**Work task**:
Out of the records below, copy all lines in which the word "page" occurs.
=== Begin Enclosure ===
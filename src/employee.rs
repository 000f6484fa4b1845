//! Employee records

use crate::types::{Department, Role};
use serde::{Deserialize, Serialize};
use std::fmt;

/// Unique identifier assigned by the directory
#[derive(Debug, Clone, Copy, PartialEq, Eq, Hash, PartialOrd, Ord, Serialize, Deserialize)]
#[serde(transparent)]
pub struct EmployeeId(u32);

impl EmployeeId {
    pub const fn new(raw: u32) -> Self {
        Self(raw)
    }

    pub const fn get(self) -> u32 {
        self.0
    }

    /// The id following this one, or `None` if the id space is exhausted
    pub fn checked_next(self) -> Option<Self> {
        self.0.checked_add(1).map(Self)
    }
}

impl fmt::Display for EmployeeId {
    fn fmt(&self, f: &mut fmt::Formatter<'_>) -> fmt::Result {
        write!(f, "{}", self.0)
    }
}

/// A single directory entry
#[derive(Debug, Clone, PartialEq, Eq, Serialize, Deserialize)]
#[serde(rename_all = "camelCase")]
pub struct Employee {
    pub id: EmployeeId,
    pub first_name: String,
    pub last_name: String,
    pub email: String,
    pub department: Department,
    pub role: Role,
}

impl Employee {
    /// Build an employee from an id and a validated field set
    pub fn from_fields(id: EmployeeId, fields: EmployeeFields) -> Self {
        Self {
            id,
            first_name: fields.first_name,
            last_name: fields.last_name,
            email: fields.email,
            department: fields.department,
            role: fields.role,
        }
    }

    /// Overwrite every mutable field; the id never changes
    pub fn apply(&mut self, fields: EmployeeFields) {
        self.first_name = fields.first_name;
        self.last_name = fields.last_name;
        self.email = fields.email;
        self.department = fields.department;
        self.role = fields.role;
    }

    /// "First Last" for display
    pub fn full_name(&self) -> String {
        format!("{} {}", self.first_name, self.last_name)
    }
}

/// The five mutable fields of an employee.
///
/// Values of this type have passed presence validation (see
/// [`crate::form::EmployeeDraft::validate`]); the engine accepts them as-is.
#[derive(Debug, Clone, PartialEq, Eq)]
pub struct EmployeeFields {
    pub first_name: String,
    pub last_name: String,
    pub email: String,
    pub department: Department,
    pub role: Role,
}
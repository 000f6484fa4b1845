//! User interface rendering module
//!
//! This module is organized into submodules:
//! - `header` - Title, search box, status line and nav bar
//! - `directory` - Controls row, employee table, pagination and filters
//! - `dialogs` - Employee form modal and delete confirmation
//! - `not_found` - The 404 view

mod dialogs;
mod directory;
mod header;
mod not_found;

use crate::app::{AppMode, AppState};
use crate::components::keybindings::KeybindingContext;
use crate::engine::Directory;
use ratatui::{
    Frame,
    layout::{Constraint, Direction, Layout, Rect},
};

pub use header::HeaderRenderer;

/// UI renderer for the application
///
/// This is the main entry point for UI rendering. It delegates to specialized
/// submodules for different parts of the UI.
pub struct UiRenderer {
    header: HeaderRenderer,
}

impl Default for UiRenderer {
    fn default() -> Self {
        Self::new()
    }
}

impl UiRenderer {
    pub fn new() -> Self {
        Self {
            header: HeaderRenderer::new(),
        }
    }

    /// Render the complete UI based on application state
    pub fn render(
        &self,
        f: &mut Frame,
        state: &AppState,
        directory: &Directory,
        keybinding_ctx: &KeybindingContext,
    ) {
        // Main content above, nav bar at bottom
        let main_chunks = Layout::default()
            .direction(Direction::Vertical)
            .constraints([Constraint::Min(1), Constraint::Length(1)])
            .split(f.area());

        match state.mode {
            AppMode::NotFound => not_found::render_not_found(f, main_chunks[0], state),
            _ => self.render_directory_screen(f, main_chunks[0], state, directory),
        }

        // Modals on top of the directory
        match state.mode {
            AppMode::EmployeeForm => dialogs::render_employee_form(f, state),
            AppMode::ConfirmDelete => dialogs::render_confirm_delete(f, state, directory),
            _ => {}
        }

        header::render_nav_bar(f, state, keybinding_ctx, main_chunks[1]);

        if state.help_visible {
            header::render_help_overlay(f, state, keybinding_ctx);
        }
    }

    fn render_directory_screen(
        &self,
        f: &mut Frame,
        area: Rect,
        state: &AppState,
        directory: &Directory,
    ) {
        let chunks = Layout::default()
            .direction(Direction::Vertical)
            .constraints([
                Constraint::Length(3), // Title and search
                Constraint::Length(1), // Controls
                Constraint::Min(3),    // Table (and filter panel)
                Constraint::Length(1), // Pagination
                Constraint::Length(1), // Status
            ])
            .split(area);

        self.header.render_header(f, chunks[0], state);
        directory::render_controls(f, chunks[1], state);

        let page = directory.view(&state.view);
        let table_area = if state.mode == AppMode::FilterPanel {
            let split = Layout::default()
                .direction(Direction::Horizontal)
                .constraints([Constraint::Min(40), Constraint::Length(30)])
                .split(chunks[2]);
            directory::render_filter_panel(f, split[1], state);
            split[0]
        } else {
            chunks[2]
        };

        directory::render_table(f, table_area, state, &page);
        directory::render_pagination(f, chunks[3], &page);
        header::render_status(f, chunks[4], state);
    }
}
=== End Enclosure ===
**Task response**:
        let page = directory.view(&state.view);
        directory::render_table(f, table_area, state, &page);
        directory::render_pagination(f, chunks[3], &page);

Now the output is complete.